以前に「酒造りの神様」の異名を持つ日本でもっとも有名な杜氏のひとり、農口尚彦氏(84)が在籍していました。
この農口杜氏、1961年から1997年まで超有名な菊姫合資会社の杜氏でした。
定年退職後の2年目に、当時経営が苦しかったこの鹿野酒造株式会社の杜氏に就任。
蔵の経営を持ち直しました。
現在は、農口尚彦研究所を2017年に開業。
ご自身の生き様を見せながら、次世代に育成に励んでいます。
常きげん 山廃仕込 純米酒は石川県加賀市にある鹿野酒造株式会社で

鹿野酒造株式会社は創業文政2年(1819年)。
原料の米は自社栽培、酒蔵近くにある蓮如上人ゆかりの「白水の井戸」の伏流名水を仕込み水として使用しています。
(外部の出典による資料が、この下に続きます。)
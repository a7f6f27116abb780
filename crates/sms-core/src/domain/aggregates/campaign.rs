//! Campaign Aggregate
//!
//! Ordered pricing lines plus send bookkeeping. Totals are never stored: they
//! are recomputed from the lines on every call to [`Campaign::totals`].

use chrono::{DateTime, Utc};
use rust_decimal::Decimal;
use serde::{Deserialize, Serialize};

use crate::domain::aggregates::pricing_line::{has_text, PricingLine, SmsStatus};
use crate::domain::events::{CampaignEvent, DomainEvent};
use crate::domain::services::aggregator::{aggregate, CampaignRoi, CampaignTotals};
use crate::domain::services::pricer::LinePrice;
use crate::domain::services::template::{render, TemplateContext};
use crate::domain::value_objects::EntityId;
use crate::error::{SmsError, SmsResult};

/// Campaign aggregate root
#[derive(Clone, Debug)]
pub struct Campaign {
    id: EntityId,
    title: String,
    company: Option<String>,
    currency: String,
    sms_template: Option<String>,
    lines: Vec<PricingLine>,
    status: CampaignStatus,
    sms_sent_count: u64,
    sms_failed_count: u64,
    last_sent_at: Option<DateTime<Utc>>,
    created_at: DateTime<Utc>,
    updated_at: DateTime<Utc>,
    events: Vec<DomainEvent>,
}
//! Ports module (Hexagonal Architecture)
//!
//! Interfaces to the SMS gateway, the ERP lookups and the calendar.

pub mod outbound;

pub use outbound::*;
impl EventDetails {
    /// Parse `**Label:** value` lines, or plain `Label: value` when no
    /// markdown label is present at all
    pub fn parse(description: &str) -> Self {
        let patterns = detail_patterns();
        let mut values: Vec<Option<String>> =
            patterns.markdown.iter().map(|p| capture(p, description)).collect();

        if values.iter().all(Option::is_none) {
            values = patterns.plain.iter().map(|p| capture(p, description)).collect();
        }

        let mut values = values.into_iter();
        let mut next = || values.next().flatten();
        Self {
            client: next(),
            reference: next(),
            event_type: next(),
            article: next(),
            tel_client: next(),
            email_client: next(),
            appareil: next(),
            camion_requis: next(),
        }
    }

    pub fn is_empty(&self) -> bool {
        *self == Self::default()
    }
}

/// Event type named in a description, markdown form first
pub fn event_type_from_description(description: &str) -> Option<String> {
    let patterns = detail_patterns();
    let index = 2;
    capture(&patterns.markdown[index], description).or_else(|| capture(&patterns.plain[index], description))
}

/// Event type used for filtering: from the description, else the first
/// filter term found in the subject
pub fn resolve_event_type(event: &CalendarEvent, filters: &[&str]) -> Option<String> {
    event_type_from_description(&event.description).or_else(|| {
        let subject = event.subject.to_lowercase();
        filters
            .iter()
            .find(|term| subject.contains(&term.to_lowercase()))
            .map(|term| term.to_string())
    })
}

/// Case-insensitive containment of any filter term in the type
pub fn matches_event_type(event_type: &str, filters: &[&str]) -> bool {
    let event_type = event_type.to_lowercase();
    filters.iter().any(|term| event_type.contains(&term.to_lowercase()))
}

/// Whether an event should get a reminder at `now`
pub fn event_is_eligible(event: &CalendarEvent, settings: &ReminderSettings, now: NaiveDateTime) -> bool {
    if !settings.enabled {
        return false;
    }

    let in_window = settings
        .reminder_windows(now)
        .iter()
        .any(|window| window.contains(event.starts_on));
    if !in_window {
        return false;
    }

    if settings.skip_past_events && event.starts_on <= now {
        return false;
    }
    if settings.skip_all_day_events && event.all_day {
        return false;
    }

    let filters = settings.event_type_filters();
    let typed = resolve_event_type(event, &filters)
        .map(|event_type| matches_event_type(&event_type, &filters))
        .unwrap_or(false);
    if !typed {
        return false;
    }

    if settings.minimum_event_duration > 0 {
        return event
            .duration_minutes()
            .map(|minutes| minutes >= i64::from(settings.minimum_event_duration))
            .unwrap_or(false);
    }

    true
}

/// Substitution values for a reminder message
pub fn reminder_context(
    event: &CalendarEvent,
    details: &EventDetails,
    customer_name: Option<&str>,
    employee_name: Option<&str>,
) -> TemplateContext {
    let mut context = TemplateContext::new();
    let mut put = |key: &str, value: String| {
        context.insert(key.to_string(), value);
    };

    put("subject", event.subject.clone());
    put("description", event.description.clone());
    put("event_name", event.name.clone());
    put("start_date", event.starts_on.format("%d/%m/%Y").to_string());
    put("start_time", event.starts_on.format("%H:%M").to_string());
    put("location", event.location.clone().unwrap_or_default());
    put("customer_name", customer_name.unwrap_or_default().to_string());
    put("employee_name", employee_name.unwrap_or_default().to_string());
    put(
        "duration",
        event.duration_minutes().map(|m| m.to_string()).unwrap_or_default(),
    );

    let field = |value: &Option<String>| value.clone().unwrap_or_default();
    put("client", field(&details.client));
    put("reference", field(&details.reference));
    put("type", field(&details.event_type));
    put("article", field(&details.article));
    put("tel_client", field(&details.tel_client));
    put("email_client", field(&details.email_client));
    put("appareil", field(&details.appareil));
    put("camion_requis", field(&details.camion_requis));
    context
}
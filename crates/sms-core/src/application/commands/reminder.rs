//! Event reminder dispatch

use chrono::NaiveDateTime;
use std::collections::HashSet;
use std::sync::Arc;

use crate::application::dto::{ReminderDelivery, ReminderRunReport};
use crate::config::SmsConfig;
use crate::domain::aggregates::{
    event_is_eligible, CalendarEvent, RecipientKind, ReminderSettings, ReminderStats,
};
use crate::domain::value_objects::PhoneNumber;
use crate::error::{SmsError, SmsResult};
use crate::ports::outbound::{CalendarSource, GatewayResponse, SmsGateway};

/// Names used for test reminders
pub const TEST_CUSTOMER_NAME: &str = "Client Test";
pub const TEST_EMPLOYEE_NAME: &str = "Employé Test";

/// Sends reminders for upcoming calendar events
pub struct ReminderService {
    gateway: Arc<dyn SmsGateway>,
    calendar: Arc<dyn CalendarSource>,
    config: SmsConfig,
}

impl ReminderService {
    pub fn new(gateway: Arc<dyn SmsGateway>, calendar: Arc<dyn CalendarSource>, config: SmsConfig) -> Self {
        Self { gateway, calendar, config }
    }

    /// Events due for a reminder at `now`, each listed once
    pub async fn due_events(&self, settings: &ReminderSettings, now: NaiveDateTime) -> SmsResult<Vec<CalendarEvent>> {
        let mut seen = HashSet::new();
        let mut due = Vec::new();

        for window in settings.reminder_windows(now) {
            let events = self.calendar.events_starting_between(window.start, window.end).await?;
            for event in events {
                if seen.contains(&event.name) || !event_is_eligible(&event, settings, now) {
                    continue;
                }
                seen.insert(event.name.clone());
                due.push(event);
            }
        }

        Ok(due)
    }

    /// One reminder pass. Updates `stats` unless the run was skipped. An
    /// event whose participants cannot be loaded counts as one failure.
    pub async fn run(
        &self,
        settings: &ReminderSettings,
        stats: &mut ReminderStats,
        now: NaiveDateTime,
    ) -> SmsResult<ReminderRunReport> {
        let mut report = ReminderRunReport::default();
        if !settings.enabled {
            report.skipped = Some("reminders disabled".into());
            return Ok(report);
        }
        if !settings.should_send_at(now) {
            report.skipped = Some("outside sending hours".into());
            return Ok(report);
        }

        let events = self.due_events(settings, now).await?;
        report.events_checked = events.len();

        for event in &events {
            let participants = match self.calendar.participants(&event.name).await {
                Ok(participants) => participants,
                Err(e) => {
                    report.failed += 1;
                    tracing::warn!(event = %event.name, error = %e, "Could not load participants");
                    continue;
                }
            };
            for kind in settings.audiences() {
                for contact in participants.iter().filter(|c| c.kind == kind) {
                    let Some(mobile) = contact.mobile.as_deref().filter(|m| !m.trim().is_empty()) else {
                        continue;
                    };
                    let message = settings.format_message(kind, event, &contact.name);
                    let delivery = self.deliver(event, &contact.name, kind, mobile, message).await;
                    if delivery.response.success {
                        report.sent += 1;
                        tracing::info!(event = %event.name, recipient = %contact.name, ?kind, "Reminder sent");
                    } else {
                        report.failed += 1;
                        tracing::warn!(event = %event.name, recipient = %contact.name, reason = %delivery.response.message, "Reminder failed");
                    }
                    report.deliveries.push(delivery);
                }
            }
        }

        stats.record(report.sent, report.failed, now);
        if report.sent > 0 || report.failed > 0 {
            tracing::info!(sent = report.sent, failed = report.failed, "Reminder run finished");
        }
        Ok(report)
    }

    /// Send test reminders for `event` to the given numbers
    pub async fn send_test(
        &self,
        settings: &ReminderSettings,
        event: &CalendarEvent,
        customer_mobile: Option<&str>,
        employee_mobile: Option<&str>,
    ) -> SmsResult<Vec<ReminderDelivery>> {
        if !settings.enabled {
            return Err(SmsError::InvalidReminder("event reminders are not enabled".into()));
        }

        let targets = [
            (RecipientKind::Customer, TEST_CUSTOMER_NAME, customer_mobile),
            (RecipientKind::Employee, TEST_EMPLOYEE_NAME, employee_mobile),
        ];

        let mut deliveries = Vec::new();
        for (kind, name, mobile) in targets {
            let Some(mobile) = mobile.filter(|m| !m.trim().is_empty()) else {
                continue;
            };
            let message = settings.format_message(kind, event, name);
            deliveries.push(self.deliver(event, name, kind, mobile, message).await);
        }

        if deliveries.is_empty() {
            return Err(SmsError::InvalidReminder("no test number configured".into()));
        }
        Ok(deliveries)
    }

    async fn deliver(
        &self,
        event: &CalendarEvent,
        recipient: &str,
        kind: RecipientKind,
        mobile: &str,
        message: String,
    ) -> ReminderDelivery {
        let phone = PhoneNumber::parse_strict(
            mobile,
            &self.config.default_country_code,
            self.config.strict_phone_digits,
        );

        let response = match &phone {
            Ok(phone) => match self.gateway.send(&message, phone.as_str(), None).await {
                Ok(response) => response,
                Err(e) => GatewayResponse::failure(e.to_string()),
            },
            Err(e) => GatewayResponse::failure(e.to_string()),
        };

        ReminderDelivery {
            event: event.name.clone(),
            recipient: recipient.to_string(),
            kind,
            mobile: phone.map(PhoneNumber::into_string).unwrap_or_else(|_| mobile.to_string()),
            message,
            response,
        }
    }
}

#[cfg(test)]
mod tests {
    use super::*;
    use crate::domain::aggregates::EventContact;
    use crate::infrastructure::memory::{InMemoryCalendar, InMemoryGateway};
    use chrono::{Duration, NaiveTime};

    fn at(date: &str) -> NaiveDateTime {
        NaiveDateTime::parse_from_str(date, "%Y-%m-%d %H:%M").unwrap()
    }

    fn settings() -> ReminderSettings {
        ReminderSettings {
            enabled: true,
            event_type_filter: "Livraison".into(),
            customer_template: Some("Bonjour {{customer_name}}, livraison {{reference}} le {{start_date}} à {{start_time}}".into()),
            employee_template: Some("{{employee_name}}: {{client}} à {{start_time}}".into()),
            ..Default::default()
        }
    }

    fn event(name: &str, starts_on: &str) -> CalendarEvent {
        CalendarEvent {
            name: name.into(),
            subject: "RDV".into(),
            description: "**Client:** Dupont\n**Référence:** CMD-7\n**Type:** Livraison".into(),
            starts_on: at(starts_on),
            ends_on: Some(at(starts_on) + Duration::hours(1)),
            all_day: false,
            location: None,
        }
    }

    fn contact(name: &str, mobile: Option<&str>, kind: RecipientKind) -> EventContact {
        EventContact { name: name.into(), mobile: mobile.map(str::to_string), kind }
    }

    fn calendar() -> InMemoryCalendar {
        InMemoryCalendar::new()
            .with_event(
                event("EV-1", "2024-03-07 10:00"),
                vec![
                    contact("Ana", Some("0612345678"), RecipientKind::Customer),
                    contact("Bob", None, RecipientKind::Customer),
                    contact("Paul", Some("0698765432"), RecipientKind::Employee),
                ],
            )
            .with_event(event("EV-2", "2024-03-09 10:00"), vec![])
    }

    fn service(gateway: Arc<InMemoryGateway>) -> ReminderService {
        ReminderService::new(gateway, Arc::new(calendar()), SmsConfig::default())
    }

    #[tokio::test]
    async fn test_run_sends_to_customers() {
        let gateway = Arc::new(InMemoryGateway::default());
        let mut stats = ReminderStats::default();
        let now = at("2024-03-06 10:00");

        let report = service(gateway.clone()).run(&settings(), &mut stats, now).await.unwrap();
        assert_eq!(report.events_checked, 1);
        assert_eq!(report.sent, 1);
        assert_eq!(report.failed, 0);

        let sent = gateway.sent();
        assert_eq!(sent[0].to, "+33612345678");
        assert_eq!(sent[0].message, "Bonjour Ana, livraison CMD-7 le 07/03/2024 à 10:00");
        assert_eq!(stats.total_sent, 1);
        assert_eq!(stats.last_check, Some(now));
    }

    #[tokio::test]
    async fn test_run_includes_employees_when_enabled() {
        let gateway = Arc::new(InMemoryGateway::default());
        let mut s = settings();
        s.send_to_employee = true;
        s.send_to_customer_only = true;

        let report = service(gateway.clone())
            .run(&s, &mut ReminderStats::default(), at("2024-03-06 10:00"))
            .await
            .unwrap();
        assert_eq!(report.sent, 2);
        assert_eq!(gateway.sent()[1].message, "Paul: Dupont à 10:00");
    }

    #[tokio::test]
    async fn test_multiple_windows_list_event_once() {
        let mut s = settings();
        s.enable_multiple_reminders = true;
        // two windows overlapping the same event
        s.reminder_times = Some("24,24.25".into());

        let due = service(Arc::new(InMemoryGateway::default()))
            .due_events(&s, at("2024-03-06 10:00"))
            .await
            .unwrap();
        assert_eq!(due.len(), 1);
    }

    #[tokio::test]
    async fn test_participant_failure_does_not_lose_sent_reminders() {
        let gateway = Arc::new(InMemoryGateway::default());
        let calendar = InMemoryCalendar::new()
            .with_event(
                event("EV-1", "2024-03-07 10:00"),
                vec![contact("Ana", Some("0612345678"), RecipientKind::Customer)],
            )
            .with_event(event("EV-3", "2024-03-07 10:15"), vec![])
            .failing_participants_for("EV-3");
        let svc = ReminderService::new(gateway.clone(), Arc::new(calendar), SmsConfig::default());

        let mut stats = ReminderStats::default();
        let report = svc.run(&settings(), &mut stats, at("2024-03-06 10:00")).await.unwrap();
        assert_eq!(report.events_checked, 2);
        assert_eq!((report.sent, report.failed), (1, 1));
        assert_eq!(gateway.sent().len(), 1);
        assert_eq!((stats.total_sent, stats.failed), (1, 1));
    }

    #[tokio::test]
    async fn test_run_skipped_outside_hours() {
        let gateway = Arc::new(InMemoryGateway::default());
        let mut s = settings();
        s.business_hours_only = true;
        s.business_start_time = NaiveTime::from_hms_opt(9, 0, 0);

        let mut stats = ReminderStats::default();
        let report = service(gateway.clone()).run(&s, &mut stats, at("2024-03-06 07:00")).await.unwrap();
        assert_eq!(report.skipped.as_deref(), Some("outside sending hours"));
        assert!(gateway.sent().is_empty());
        assert_eq!(stats, ReminderStats::default());
    }

    #[tokio::test]
    async fn test_refused_reminder_counts_as_failed() {
        let gateway = Arc::new(InMemoryGateway::default());
        gateway.refuse("+33612345678");
        let mut stats = ReminderStats::default();

        let report = service(gateway).run(&settings(), &mut stats, at("2024-03-06 10:00")).await.unwrap();
        assert_eq!((report.sent, report.failed), (0, 1));
        assert_eq!(stats.failed, 1);
    }

    #[tokio::test]
    async fn test_send_test_reminders() {
        let gateway = Arc::new(InMemoryGateway::default());
        let svc = service(gateway.clone());
        let ev = event("EV-1", "2024-03-07 10:00");

        let deliveries = svc.send_test(&settings(), &ev, Some("0611111111"), Some("0622222222")).await.unwrap();
        assert_eq!(deliveries.len(), 2);
        assert!(deliveries[0].message.starts_with("Bonjour Client Test"));
        assert!(deliveries[1].message.starts_with("Employé Test"));

        assert!(svc.send_test(&settings(), &ev, None, Some(" ")).await.is_err());
        let disabled = ReminderSettings { enabled: false, ..settings() };
        assert!(svc.send_test(&disabled, &ev, Some("0611111111"), None).await.is_err());
    }

    #[tokio::test]
    async fn test_invalid_mobile_is_a_failed_delivery() {
        let gateway = Arc::new(InMemoryGateway::default());
        let svc = service(gateway.clone());
        let ev = event("EV-1", "2024-03-07 10:00");

        let deliveries = svc.send_test(&settings(), &ev, Some("123"), None).await.unwrap();
        assert!(!deliveries[0].response.success);
        assert!(gateway.sent().is_empty());
    }
}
この蔵のお酒で「Kiss of Fire」という洒落た名前の日本酒がありますが、以前に有名ブランドの「ルイヴィトン」のニューイヤーパーティーにも使われたことがあるとか。
世界が農口尚彦杜氏を絶賛したきっかけになりました。
まとめ
常きげん 山廃仕込 純米酒の詳しいデータなど:
■内容量:720ml
■原材料:米、米麹
■アレルギー表示:なし
■使用米:五百万石
■アルコール度数:17度
■精米歩合:65%
■酸度:1.8
■日本酒度:+3.0
■賞味期限:製造日より1年間
■原産国:日本
■保管上の注意:直射日光は避け、冷暗所にて保存してください。
はじめずポイント:
農口尚彦杜氏に数年前、取引のある酒問屋が主催する展示会でお会いしたことがあります。
その名前は日本酒を勉強したことがある人なら、まさに神様の名前。
ご本人が目の前にいるだけで鳥肌ものでした。